K3 dapat melakukan pencegahan dan
pemberantasan penyakit akibat kerja, misalnya kebisingan, pencahayaan (sinar),
getaran, kelembaban udara, dan lain-lain yang dapat menyebabkan kerusakan pada
alat pendengaran, gangguan pernapasan, kerusakan paru-paru, kebutaan, kerusakan
jaringan tubuh akibat sinar ultraviolet, kanker kulit, kemandulan, dan
lain-lain. Norma kerja berkaitan dengan manajemen perusahaan. K3 dalam konteks
ini berkaitan dengan masalah pengaturan jam kerja, shift, kerja wanita, tenaga
kerja kaum muda, pengaturan jam lembur, analisis dan pengelolaan lingkungan
hidup, dan lain-lain. Hal-hal tersebut mempunyai korelasi yang erat terhadap
peristiwa kecelakaan kerja.
Eksistensi K3 sebenarnya muncul
bersamaan dengan revolusi industri di Eropa, terutama Inggris, Jerman dan
Prancis serta revolusi industri di Amerika Serikat. Era ini ditandai adanya
pergeseran besar-besaran dalam penggunaan mesin-mesin produksi menggantikan
tenaga kerja manusia. Pekerja hanya berperan sebagai operator. Penggunaan
mesin-mesin menghasilkan barang-barang dalam jumlah berlipat ganda dibandingkan
dengan yang dikerjakan pekerja sebelumnya. Revolusi IndustriNamun, dampak
penggunaan mesin-mesin adalah pengangguran serta risiko kecelakaan dalam
lingkungan kerja. Ini dapat menyebabkan cacat fisik dan kematian bagi pekerja.
Juga dapat menimbulkan kerugian material yang besar bagi perusahaan. Revolusi
industri juga ditandai oleh semakin banyak ditemukan senyawa-senyawa kimia yang
dapat membahayakan keselamatan dan kesehatan fisik dan jiwa pekerja
(occupational accident) serta masyarakat dan lingkungan hidup.
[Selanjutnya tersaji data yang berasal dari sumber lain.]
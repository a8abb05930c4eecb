//! Events that trigger normalization.
//!
//! Writers describe what happened; the single owner of the queue applies the
//! events in order, each one against the registry snapshot it is handed at
//! drain time. Because draining happens after the triggering write has been
//! committed, normalization never observes a stale catalog.

use tokio::sync::mpsc::{self, error::TryRecvError, UnboundedReceiver, UnboundedSender};
use tracing::{trace, warn};

use super::{CatalogService, SelectionState};
use crate::registry::catalog::ModelOverrides;
use crate::registry::Consumer;

#[derive(Debug, Clone, PartialEq, Eq)]
pub(crate) enum SelectionEvent {
    /// The user picked a provider and/or model for a consumer.
    SelectionChanged {
        consumer: Consumer,
        provider_id: Option<String>,
        model_id: Option<String>,
    },
    /// A provider catalog was saved or reloaded.
    CatalogReloaded,
    /// The model override list of a consumer changed.
    OverridesChanged { consumer: Consumer },
    /// A provider was added or removed.
    ProvidersChanged,
}

impl SelectionEvent {
    fn affects(&self, consumer: Consumer) -> bool {
        match self {
            SelectionEvent::SelectionChanged { consumer: c, .. }
            | SelectionEvent::OverridesChanged { consumer: c } => *c == consumer,
            SelectionEvent::CatalogReloaded | SelectionEvent::ProvidersChanged => true,
        }
    }
}

pub(crate) struct SelectionQueue {
    sender: UnboundedSender<SelectionEvent>,
    receiver: UnboundedReceiver<SelectionEvent>,
}

impl SelectionQueue {
    pub(crate) fn new() -> SelectionQueue {
        let (sender, receiver) = mpsc::unbounded_channel();

        SelectionQueue { sender, receiver }
    }

    pub(crate) fn emit(&self, event: SelectionEvent) {
        // The receiver lives in `self`, so this only fails while dropping.
        if let Err(err) = self.sender.send(event) {
            warn!(event = ?err.0, "selection queue is closed, event dropped");
        }
    }

    /// Applies every pending event. Returns the consumers whose selection
    /// ended up different from before the drain, in first-changed order.
    pub(crate) fn drain<C, F>(
        &mut self,
        states: &mut [SelectionState],
        catalog_for: F,
        overrides: &ModelOverrides,
    ) -> Vec<Consumer>
    where
        C: CatalogService,
        F: Fn(Consumer) -> C,
    {
        let before: Vec<(Option<String>, Option<String>)> = states
            .iter()
            .map(|s| (s.provider_id.clone(), s.model_id.clone()))
            .collect();

        loop {
            let event = match self.receiver.try_recv() {
                Ok(event) => event,
                Err(TryRecvError::Empty) | Err(TryRecvError::Disconnected) => break,
            };

            trace!(?event, "selection event");

            for state in states.iter_mut().filter(|s| event.affects(s.consumer)) {
                if let SelectionEvent::SelectionChanged {
                    provider_id,
                    model_id,
                    ..
                } = &event
                {
                    state.select(provider_id.clone(), model_id.clone());
                }

                let catalog = catalog_for(state.consumer);
                state.normalize(&catalog, overrides);
            }
        }

        states
            .iter()
            .zip(before)
            .filter(|(s, (provider, model))| s.provider_id != *provider || s.model_id != *model)
            .map(|(s, _)| s.consumer)
            .collect()
    }
}
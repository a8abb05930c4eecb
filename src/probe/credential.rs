//! Credential fields hold either the name of an environment variable or a
//! literal token. Which one is inferred: a defined, non-empty variable wins,
//! otherwise the value has to look like a token.

use serde::Serialize;

#[derive(Debug, Clone, Copy, PartialEq, Eq, Serialize, strum_macros::Display)]
#[serde(rename_all = "lowercase")]
#[strum(serialize_all = "lowercase")]
pub(crate) enum CredentialSource {
    Environment,
    Literal,
    None,
}

#[derive(Clone, PartialEq, Eq)]
pub(crate) struct ResolvedCredential {
    pub value: Option<String>,
    pub source: CredentialSource,
}

// Keep tokens out of logs.
impl std::fmt::Debug for ResolvedCredential {
    fn fmt(&self, f: &mut std::fmt::Formatter<'_>) -> std::fmt::Result {
        f.debug_struct("ResolvedCredential")
            .field("value", &self.value.as_ref().map(|_| "<redacted>"))
            .field("source", &self.source)
            .finish()
    }
}

impl ResolvedCredential {
    fn none() -> ResolvedCredential {
        ResolvedCredential {
            value: None,
            source: CredentialSource::None,
        }
    }
}

pub(crate) fn resolve_credential(raw_field: Option<&str>) -> ResolvedCredential {
    resolve_credential_with(raw_field, |name| std::env::var(name).ok())
}

pub(crate) fn resolve_credential_with<F>(raw_field: Option<&str>, lookup: F) -> ResolvedCredential
where
    F: Fn(&str) -> Option<String>,
{
    let field = match raw_field.map(str::trim).filter(|f| !f.is_empty()) {
        Some(field) => field,
        None => return ResolvedCredential::none(),
    };

    if let Some(value) = lookup(field).filter(|v| !v.trim().is_empty()) {
        return ResolvedCredential {
            value: Some(value),
            source: CredentialSource::Environment,
        };
    }

    if looks_like_token(field) {
        return ResolvedCredential {
            value: Some(field.to_string()),
            source: CredentialSource::Literal,
        };
    }

    ResolvedCredential::none()
}

fn looks_like_token(field: &str) -> bool {
    // Anthropic, then OpenAI style keys
    if field.starts_with("sk-ant-") || field.starts_with("sk-") {
        return true;
    }

    // JWT header
    if field.starts_with("eyJ") {
        return true;
    }

    let len = field.chars().count();

    if field.contains('.') && len >= 30 {
        return true;
    }

    len >= 20
        && field
            .chars()
            .all(|c| c.is_ascii_alphanumeric() || c == '-' || c == '_')
}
Pada awal revolusi industri, K3
belum menjadi bagian integral dalam perusahaan. Pada era in kecelakaan kerja
hanya dianggap sebagai kecelakaan atau resiko kerja (personal risk), bukan
tanggung jawab perusahaan. Pandangan ini diperkuat dengan konsep common law
defence (CLD) yang terdiri atas contributing negligence (kontribusi kelalaian),
fellow servant rule (ketentuan kepegawaian), dan risk assumption (asumsi
resiko) (Tono, Muhammad: 2002). Kemudian konsep ini berkembang menjadi
employers liability yaitu K3 menjadi tanggung jawab pengusaha, buruh/pekerja,
dan masyarakat umum yang berada di luar lingkungan kerja.Dalam konteks bangsa
Indonesia, kesadaran K3 sebenarnya sudah ada sejak pemerintahan kolonial
Belanda. Misalnya, pada 1908 parlemen Belanda mendesak Pemerintah Belanda
memberlakukan K3 di Hindia Belanda yang ditandai dengan penerbitan Veiligheids
Reglement, Staatsblad No. 406 Tahun 1910. Selanjutnya, pemerintah kolonial
Belanda menerbitkan beberapa produk hukum yang memberikan perlindungan bagi
keselamatan dan kesehatan kerja yang diatur secara terpisah berdasarkan
masing-masing sektor ekonomi. Beberapa di antaranya yang menyangkut sektor
perhubungan yang mengatur lalu lintas perketaapian seperti tertuang dalam
Algemene Regelen Betreffende de Aanleg en de Exploitate van Spoor en Tramwegen
Bestmend voor Algemene Verkeer in Indonesia (Peraturan umum tentang pendirian
dan perusahaan Kereta Api dan Trem untuk lalu lintas umum Indonesia) dan
Staatblad 1926 No. 334, Schepelingen Ongevallen Regeling 1940 (Ordonansi
Kecelakaan Pelaut), Staatsblad 1930 No. 225, Veiligheids Reglement (Peraturan
Keamanan Kerja di Pabrik dan Tempat Kerja), dan sebagainya. Kepedulian Tinggi
Pada awal zaman kemerdekaan, aspek K3 belum menjadi isu strategis dan menjadi
bagian dari masalah kemanusiaan dan keadilan. Hal ini dapat dipahami karena
Pemerintahan Indonesia masih dalam masa transisi penataan kehidupan politik dan
keamanan nasional. Sementara itu, pergerakan roda ekonomi nasional baru mulai
dirintis oleh pemerintah dan swasta nasional.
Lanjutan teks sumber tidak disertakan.